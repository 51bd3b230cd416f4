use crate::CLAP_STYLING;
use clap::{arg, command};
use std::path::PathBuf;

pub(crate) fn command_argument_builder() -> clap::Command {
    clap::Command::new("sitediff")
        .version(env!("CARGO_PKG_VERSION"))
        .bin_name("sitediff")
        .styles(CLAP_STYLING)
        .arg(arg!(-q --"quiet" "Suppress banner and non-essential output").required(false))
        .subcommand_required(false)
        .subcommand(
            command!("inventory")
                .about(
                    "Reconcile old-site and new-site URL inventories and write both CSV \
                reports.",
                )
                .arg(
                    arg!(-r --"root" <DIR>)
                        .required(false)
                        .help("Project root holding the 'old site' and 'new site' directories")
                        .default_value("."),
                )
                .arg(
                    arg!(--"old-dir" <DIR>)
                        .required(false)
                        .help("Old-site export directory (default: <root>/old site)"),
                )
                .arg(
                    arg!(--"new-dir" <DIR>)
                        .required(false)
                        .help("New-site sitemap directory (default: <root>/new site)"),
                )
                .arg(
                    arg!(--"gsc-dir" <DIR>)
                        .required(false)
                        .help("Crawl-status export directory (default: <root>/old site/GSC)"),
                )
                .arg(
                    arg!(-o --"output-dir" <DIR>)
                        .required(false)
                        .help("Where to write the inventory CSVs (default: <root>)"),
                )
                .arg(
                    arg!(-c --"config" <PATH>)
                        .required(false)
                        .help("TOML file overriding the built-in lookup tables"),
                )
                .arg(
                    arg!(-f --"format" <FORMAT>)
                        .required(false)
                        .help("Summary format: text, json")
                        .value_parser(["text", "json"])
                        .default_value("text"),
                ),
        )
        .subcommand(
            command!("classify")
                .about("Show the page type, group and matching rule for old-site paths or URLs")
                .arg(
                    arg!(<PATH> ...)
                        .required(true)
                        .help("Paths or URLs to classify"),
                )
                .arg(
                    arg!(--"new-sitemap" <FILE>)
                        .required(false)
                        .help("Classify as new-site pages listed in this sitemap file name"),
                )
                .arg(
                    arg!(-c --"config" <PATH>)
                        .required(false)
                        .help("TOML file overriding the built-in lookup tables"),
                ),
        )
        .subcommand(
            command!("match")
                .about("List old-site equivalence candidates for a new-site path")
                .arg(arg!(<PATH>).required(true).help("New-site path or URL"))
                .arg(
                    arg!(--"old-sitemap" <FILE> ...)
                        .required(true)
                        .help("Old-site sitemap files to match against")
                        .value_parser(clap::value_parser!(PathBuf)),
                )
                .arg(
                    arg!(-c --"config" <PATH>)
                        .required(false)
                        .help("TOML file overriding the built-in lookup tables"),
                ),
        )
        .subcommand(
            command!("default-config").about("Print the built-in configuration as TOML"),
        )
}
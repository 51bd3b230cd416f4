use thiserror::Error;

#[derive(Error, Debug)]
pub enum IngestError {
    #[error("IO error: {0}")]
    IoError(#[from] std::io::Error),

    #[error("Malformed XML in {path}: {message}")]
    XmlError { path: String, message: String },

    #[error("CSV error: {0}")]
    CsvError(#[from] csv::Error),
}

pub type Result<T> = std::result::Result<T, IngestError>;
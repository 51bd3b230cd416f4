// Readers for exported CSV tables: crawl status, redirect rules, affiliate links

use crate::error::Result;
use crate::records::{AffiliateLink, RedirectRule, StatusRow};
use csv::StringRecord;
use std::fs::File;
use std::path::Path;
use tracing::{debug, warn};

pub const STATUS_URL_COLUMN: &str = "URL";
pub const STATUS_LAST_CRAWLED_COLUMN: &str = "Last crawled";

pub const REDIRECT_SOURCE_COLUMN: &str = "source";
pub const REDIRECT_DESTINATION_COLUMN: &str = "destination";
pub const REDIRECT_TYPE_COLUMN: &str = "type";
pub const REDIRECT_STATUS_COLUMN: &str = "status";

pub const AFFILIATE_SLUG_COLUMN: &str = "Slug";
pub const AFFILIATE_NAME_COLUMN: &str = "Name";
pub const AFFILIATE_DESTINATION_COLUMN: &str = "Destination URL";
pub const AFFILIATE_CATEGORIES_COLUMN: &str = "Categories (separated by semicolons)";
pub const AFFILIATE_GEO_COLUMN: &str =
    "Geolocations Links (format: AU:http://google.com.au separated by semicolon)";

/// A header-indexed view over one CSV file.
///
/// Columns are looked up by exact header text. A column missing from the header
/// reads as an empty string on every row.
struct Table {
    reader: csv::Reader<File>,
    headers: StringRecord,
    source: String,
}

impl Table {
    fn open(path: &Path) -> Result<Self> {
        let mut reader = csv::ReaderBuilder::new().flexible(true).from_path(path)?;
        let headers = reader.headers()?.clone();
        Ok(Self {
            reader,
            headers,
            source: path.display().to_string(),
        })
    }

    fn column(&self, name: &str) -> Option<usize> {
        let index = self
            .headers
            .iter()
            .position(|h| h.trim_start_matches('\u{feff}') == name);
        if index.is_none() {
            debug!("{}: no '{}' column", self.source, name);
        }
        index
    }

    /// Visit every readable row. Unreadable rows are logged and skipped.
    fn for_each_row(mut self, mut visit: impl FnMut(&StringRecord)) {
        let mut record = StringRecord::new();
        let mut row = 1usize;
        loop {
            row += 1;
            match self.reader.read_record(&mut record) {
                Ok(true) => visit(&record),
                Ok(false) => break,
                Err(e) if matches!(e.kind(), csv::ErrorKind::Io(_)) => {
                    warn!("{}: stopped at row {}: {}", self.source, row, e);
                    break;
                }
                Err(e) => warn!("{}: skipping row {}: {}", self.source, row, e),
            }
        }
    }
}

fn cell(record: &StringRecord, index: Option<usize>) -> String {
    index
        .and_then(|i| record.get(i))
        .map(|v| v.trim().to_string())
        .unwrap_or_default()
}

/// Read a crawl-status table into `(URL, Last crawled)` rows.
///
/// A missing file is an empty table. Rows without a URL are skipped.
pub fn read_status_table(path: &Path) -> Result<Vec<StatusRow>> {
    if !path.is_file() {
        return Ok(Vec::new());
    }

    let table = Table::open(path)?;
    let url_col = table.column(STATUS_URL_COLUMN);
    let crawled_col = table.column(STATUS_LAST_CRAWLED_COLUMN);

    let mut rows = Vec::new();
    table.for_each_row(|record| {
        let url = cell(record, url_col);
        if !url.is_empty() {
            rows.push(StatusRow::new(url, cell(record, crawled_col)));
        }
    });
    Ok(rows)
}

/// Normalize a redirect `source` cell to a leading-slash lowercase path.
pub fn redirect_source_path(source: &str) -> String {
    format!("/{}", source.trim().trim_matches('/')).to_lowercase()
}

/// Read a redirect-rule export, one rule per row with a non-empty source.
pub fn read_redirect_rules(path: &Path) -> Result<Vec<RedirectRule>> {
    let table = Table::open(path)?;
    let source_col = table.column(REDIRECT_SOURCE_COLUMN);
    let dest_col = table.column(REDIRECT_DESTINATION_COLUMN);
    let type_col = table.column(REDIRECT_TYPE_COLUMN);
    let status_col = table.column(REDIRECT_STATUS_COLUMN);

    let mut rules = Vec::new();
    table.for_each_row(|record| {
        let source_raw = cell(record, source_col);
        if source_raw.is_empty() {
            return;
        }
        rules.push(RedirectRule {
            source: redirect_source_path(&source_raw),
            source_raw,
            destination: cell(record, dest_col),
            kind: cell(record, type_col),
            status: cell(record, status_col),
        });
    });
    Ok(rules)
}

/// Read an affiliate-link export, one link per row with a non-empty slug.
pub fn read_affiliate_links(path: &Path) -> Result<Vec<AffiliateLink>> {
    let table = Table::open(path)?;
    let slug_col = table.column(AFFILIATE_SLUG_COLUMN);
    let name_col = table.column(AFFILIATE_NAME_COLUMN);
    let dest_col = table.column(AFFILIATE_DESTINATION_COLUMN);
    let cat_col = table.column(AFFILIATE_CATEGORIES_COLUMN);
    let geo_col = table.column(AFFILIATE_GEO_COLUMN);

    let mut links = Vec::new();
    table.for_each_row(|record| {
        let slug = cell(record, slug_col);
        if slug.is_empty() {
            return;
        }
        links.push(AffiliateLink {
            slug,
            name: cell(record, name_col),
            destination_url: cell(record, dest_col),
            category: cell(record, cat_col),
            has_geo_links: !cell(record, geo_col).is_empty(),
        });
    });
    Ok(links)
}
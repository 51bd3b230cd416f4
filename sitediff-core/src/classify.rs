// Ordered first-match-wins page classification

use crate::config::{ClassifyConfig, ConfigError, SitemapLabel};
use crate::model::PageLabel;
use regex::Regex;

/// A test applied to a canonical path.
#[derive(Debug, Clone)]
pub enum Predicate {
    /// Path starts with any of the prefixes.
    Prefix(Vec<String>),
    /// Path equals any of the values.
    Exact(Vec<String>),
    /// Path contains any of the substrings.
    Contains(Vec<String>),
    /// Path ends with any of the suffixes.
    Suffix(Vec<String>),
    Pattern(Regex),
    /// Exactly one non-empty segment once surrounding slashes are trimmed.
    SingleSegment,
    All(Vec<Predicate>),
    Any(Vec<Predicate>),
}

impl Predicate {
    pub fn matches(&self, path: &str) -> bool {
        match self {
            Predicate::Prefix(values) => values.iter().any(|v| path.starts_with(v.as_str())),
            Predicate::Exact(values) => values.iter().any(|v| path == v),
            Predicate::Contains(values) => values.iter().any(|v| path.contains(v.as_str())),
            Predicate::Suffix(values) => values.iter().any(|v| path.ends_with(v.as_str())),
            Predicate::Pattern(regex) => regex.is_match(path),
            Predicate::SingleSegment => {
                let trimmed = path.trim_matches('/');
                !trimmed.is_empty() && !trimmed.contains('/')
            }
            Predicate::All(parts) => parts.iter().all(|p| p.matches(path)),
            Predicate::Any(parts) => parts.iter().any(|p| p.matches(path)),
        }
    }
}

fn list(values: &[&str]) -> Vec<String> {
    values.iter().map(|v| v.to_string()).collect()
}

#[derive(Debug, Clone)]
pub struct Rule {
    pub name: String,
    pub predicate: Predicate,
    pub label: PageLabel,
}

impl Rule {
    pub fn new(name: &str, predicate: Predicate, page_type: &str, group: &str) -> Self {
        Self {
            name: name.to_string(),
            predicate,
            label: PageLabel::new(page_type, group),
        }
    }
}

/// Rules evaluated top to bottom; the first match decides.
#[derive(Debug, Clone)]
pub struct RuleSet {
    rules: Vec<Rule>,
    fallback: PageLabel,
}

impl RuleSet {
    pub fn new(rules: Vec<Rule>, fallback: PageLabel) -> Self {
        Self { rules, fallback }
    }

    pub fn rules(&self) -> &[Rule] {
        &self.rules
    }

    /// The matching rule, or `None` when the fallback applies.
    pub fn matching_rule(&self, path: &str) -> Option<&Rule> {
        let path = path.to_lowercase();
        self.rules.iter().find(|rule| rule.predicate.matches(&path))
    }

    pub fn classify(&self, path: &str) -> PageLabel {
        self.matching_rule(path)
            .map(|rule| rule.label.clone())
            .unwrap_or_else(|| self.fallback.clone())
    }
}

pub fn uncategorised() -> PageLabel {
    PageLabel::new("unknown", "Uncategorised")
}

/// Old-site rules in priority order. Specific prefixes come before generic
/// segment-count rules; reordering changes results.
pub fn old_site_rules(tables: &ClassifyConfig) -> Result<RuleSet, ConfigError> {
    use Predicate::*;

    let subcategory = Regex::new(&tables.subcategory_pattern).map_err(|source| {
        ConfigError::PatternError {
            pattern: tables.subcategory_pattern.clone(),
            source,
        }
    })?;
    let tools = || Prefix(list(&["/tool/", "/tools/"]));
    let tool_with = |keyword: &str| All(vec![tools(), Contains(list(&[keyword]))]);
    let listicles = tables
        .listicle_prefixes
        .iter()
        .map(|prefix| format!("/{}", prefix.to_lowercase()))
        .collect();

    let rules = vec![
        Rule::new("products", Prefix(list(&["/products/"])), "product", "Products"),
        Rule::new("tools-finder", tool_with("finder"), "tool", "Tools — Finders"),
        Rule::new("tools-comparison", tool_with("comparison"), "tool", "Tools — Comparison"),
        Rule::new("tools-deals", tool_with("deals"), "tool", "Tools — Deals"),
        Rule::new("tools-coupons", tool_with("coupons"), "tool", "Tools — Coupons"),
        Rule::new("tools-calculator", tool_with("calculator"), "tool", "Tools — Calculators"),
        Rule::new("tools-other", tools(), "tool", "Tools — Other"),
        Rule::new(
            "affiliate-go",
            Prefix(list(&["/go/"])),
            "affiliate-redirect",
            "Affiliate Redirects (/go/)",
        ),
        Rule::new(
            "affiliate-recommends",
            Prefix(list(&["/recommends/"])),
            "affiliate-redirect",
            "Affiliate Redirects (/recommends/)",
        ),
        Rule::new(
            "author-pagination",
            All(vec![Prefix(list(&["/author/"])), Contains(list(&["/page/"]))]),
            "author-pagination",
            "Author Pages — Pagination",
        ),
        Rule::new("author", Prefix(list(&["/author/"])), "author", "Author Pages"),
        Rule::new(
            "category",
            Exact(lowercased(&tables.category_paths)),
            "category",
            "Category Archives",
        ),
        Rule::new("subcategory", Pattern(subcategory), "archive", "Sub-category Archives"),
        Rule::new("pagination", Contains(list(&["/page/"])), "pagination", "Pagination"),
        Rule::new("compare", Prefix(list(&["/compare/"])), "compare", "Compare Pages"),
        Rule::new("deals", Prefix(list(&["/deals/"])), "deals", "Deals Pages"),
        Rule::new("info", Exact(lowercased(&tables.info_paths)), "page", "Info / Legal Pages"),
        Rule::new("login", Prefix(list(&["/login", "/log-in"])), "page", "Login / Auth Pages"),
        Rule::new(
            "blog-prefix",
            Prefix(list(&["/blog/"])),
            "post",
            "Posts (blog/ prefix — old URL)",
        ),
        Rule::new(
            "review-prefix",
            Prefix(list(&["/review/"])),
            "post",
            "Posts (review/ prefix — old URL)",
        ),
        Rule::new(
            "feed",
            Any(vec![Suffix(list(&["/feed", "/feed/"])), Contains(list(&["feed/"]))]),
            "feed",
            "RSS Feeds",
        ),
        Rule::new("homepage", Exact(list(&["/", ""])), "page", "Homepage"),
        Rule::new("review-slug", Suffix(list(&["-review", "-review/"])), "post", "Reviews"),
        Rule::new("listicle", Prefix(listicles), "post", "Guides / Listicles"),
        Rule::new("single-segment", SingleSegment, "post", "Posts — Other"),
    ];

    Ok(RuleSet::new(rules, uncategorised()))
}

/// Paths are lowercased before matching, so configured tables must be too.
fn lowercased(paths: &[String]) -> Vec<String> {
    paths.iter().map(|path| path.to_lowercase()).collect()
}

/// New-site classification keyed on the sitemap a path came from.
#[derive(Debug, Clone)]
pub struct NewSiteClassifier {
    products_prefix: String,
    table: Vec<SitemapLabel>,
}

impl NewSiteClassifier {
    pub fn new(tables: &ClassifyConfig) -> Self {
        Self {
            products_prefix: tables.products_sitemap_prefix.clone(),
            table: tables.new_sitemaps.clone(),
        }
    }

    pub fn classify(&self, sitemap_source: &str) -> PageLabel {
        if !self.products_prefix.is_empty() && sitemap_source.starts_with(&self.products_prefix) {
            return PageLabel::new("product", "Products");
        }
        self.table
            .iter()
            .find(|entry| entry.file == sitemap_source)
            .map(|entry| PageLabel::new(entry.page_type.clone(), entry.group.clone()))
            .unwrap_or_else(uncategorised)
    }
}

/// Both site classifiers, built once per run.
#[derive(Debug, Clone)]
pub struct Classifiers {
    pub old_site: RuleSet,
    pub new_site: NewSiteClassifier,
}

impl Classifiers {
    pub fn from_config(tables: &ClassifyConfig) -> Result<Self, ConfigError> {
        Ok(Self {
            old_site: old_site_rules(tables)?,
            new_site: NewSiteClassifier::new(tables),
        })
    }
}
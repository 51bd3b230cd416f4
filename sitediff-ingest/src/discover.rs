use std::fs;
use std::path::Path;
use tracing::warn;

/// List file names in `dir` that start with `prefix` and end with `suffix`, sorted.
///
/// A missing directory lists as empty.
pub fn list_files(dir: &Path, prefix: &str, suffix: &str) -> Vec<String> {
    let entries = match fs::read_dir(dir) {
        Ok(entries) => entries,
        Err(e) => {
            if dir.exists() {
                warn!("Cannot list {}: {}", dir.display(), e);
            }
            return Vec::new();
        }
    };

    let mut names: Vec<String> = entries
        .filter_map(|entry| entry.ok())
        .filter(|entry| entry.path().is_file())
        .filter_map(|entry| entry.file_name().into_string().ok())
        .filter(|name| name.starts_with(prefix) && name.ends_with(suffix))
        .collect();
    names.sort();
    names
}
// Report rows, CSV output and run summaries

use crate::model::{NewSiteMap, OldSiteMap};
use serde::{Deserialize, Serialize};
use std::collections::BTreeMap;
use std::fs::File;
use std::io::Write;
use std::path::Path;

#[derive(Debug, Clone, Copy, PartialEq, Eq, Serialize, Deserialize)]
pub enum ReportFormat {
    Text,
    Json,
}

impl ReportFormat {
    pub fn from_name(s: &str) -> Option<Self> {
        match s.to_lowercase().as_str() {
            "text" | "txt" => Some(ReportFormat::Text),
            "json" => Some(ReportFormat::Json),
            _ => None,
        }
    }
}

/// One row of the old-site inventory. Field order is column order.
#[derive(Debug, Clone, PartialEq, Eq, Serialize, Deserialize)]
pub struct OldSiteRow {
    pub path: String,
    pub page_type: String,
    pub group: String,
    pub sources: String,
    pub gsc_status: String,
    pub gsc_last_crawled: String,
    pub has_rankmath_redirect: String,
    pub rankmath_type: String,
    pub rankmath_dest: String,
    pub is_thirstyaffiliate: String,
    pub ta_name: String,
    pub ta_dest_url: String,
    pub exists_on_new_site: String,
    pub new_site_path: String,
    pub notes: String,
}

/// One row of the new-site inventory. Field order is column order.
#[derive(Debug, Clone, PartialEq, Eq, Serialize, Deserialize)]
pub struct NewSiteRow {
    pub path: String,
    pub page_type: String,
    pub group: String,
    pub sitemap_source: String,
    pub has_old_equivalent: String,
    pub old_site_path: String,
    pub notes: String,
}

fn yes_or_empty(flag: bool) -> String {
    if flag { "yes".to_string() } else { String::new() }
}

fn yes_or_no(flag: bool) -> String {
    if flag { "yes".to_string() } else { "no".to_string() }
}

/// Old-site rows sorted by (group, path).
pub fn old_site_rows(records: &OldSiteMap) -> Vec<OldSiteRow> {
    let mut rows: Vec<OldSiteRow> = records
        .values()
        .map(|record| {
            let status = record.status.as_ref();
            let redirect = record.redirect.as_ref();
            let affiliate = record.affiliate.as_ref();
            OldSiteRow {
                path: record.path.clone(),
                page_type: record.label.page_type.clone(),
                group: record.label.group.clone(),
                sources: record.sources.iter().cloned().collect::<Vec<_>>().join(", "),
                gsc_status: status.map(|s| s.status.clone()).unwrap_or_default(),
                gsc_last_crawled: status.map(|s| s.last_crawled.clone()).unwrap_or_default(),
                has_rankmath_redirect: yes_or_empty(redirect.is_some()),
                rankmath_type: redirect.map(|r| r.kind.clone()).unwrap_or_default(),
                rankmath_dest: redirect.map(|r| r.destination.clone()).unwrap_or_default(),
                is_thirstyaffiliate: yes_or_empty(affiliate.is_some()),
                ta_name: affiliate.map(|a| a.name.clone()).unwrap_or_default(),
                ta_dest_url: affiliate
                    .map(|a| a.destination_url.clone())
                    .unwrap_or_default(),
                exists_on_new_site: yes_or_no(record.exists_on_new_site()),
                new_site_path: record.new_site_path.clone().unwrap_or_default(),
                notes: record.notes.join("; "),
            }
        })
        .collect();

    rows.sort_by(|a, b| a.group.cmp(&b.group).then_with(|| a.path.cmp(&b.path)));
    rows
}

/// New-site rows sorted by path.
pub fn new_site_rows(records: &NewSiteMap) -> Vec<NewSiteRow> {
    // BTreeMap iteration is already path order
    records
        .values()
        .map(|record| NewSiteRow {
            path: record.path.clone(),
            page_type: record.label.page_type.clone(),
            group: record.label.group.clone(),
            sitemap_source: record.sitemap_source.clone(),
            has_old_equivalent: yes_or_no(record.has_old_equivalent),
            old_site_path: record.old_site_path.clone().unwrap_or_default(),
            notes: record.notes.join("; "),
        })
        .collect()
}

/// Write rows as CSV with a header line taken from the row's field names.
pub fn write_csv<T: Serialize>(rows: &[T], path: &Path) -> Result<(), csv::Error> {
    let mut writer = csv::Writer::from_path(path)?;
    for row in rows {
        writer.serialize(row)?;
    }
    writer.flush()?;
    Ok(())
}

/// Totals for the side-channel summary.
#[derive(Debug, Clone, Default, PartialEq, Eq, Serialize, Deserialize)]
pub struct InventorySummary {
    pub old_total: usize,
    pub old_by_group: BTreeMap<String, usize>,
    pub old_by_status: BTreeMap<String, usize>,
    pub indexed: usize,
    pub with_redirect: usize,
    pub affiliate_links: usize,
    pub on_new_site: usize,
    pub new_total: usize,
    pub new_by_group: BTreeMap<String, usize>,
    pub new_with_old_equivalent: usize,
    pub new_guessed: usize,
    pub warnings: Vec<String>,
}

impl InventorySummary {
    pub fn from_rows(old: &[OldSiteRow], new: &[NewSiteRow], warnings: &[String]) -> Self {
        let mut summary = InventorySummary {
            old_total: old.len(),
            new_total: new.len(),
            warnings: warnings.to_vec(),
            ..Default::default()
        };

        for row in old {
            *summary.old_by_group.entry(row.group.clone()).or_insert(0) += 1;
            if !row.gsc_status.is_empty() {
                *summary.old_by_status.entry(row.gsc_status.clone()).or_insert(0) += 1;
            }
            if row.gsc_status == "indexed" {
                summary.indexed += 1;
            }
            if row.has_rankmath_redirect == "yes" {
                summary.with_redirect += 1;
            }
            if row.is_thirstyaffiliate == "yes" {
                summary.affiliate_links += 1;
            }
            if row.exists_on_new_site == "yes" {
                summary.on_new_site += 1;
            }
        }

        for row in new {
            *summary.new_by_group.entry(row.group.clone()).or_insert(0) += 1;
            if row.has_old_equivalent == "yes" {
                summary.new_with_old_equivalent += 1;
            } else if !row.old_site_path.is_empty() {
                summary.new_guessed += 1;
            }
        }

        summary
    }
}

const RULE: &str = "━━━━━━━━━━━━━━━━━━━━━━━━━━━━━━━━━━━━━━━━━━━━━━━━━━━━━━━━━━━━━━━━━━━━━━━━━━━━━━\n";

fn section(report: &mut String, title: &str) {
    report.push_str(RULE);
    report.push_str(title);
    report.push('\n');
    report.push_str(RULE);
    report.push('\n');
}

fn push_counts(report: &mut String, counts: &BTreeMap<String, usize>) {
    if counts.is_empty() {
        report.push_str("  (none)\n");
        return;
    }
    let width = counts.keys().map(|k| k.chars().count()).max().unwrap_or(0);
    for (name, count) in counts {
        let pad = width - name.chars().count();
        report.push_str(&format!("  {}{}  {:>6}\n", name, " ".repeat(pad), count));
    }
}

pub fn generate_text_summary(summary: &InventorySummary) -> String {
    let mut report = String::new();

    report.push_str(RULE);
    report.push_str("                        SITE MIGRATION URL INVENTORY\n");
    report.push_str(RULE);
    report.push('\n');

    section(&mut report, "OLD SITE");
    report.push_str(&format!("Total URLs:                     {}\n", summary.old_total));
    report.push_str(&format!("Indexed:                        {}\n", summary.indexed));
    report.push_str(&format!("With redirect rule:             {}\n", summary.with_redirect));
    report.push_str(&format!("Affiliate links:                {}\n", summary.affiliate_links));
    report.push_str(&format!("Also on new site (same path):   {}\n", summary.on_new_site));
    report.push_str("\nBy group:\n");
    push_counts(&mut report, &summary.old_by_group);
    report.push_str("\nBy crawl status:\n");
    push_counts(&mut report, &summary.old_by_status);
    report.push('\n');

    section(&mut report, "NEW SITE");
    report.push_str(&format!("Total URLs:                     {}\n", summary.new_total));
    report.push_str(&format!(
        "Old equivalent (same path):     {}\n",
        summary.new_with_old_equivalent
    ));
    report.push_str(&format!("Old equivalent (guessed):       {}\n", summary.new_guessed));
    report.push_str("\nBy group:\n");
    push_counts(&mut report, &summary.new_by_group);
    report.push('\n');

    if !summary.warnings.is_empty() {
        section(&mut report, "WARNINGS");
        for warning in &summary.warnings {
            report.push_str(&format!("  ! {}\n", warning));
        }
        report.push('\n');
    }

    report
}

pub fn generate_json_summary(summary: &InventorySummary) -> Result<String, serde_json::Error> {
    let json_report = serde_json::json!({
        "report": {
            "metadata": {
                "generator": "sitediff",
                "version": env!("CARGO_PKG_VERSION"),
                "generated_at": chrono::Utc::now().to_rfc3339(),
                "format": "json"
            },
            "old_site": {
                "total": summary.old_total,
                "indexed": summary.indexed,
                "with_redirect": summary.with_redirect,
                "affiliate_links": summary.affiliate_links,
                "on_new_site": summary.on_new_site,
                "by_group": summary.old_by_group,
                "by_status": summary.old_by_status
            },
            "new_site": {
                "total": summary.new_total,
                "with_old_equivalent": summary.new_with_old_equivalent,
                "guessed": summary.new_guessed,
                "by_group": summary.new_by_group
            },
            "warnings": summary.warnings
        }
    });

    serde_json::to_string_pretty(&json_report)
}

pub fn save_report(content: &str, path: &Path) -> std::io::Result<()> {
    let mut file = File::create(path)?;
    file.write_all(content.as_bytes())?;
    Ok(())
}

## Work to be completed
Of the entries above, repeat exactly the lines between the line with "fn yes_or_empty(flag: bool)" and the line with "let affiliate = record.affiliate.as_ref();", inclusive, and no others.

## Response to this task
fn yes_or_empty(flag: bool) -> String {
    if flag { "yes".to_string() } else { String::new() }
}

fn yes_or_no(flag: bool) -> String {
    if flag { "yes".to_string() } else { "no".to_string() }
}

/// Old-site rows sorted by (group, path).
pub fn old_site_rows(records: &OldSiteMap) -> Vec<OldSiteRow> {
    let mut rows: Vec<OldSiteRow> = records
        .values()
        .map(|record| {
            let status = record.status.as_ref();
            let redirect = record.redirect.as_ref();
            let affiliate = record.affiliate.as_ref();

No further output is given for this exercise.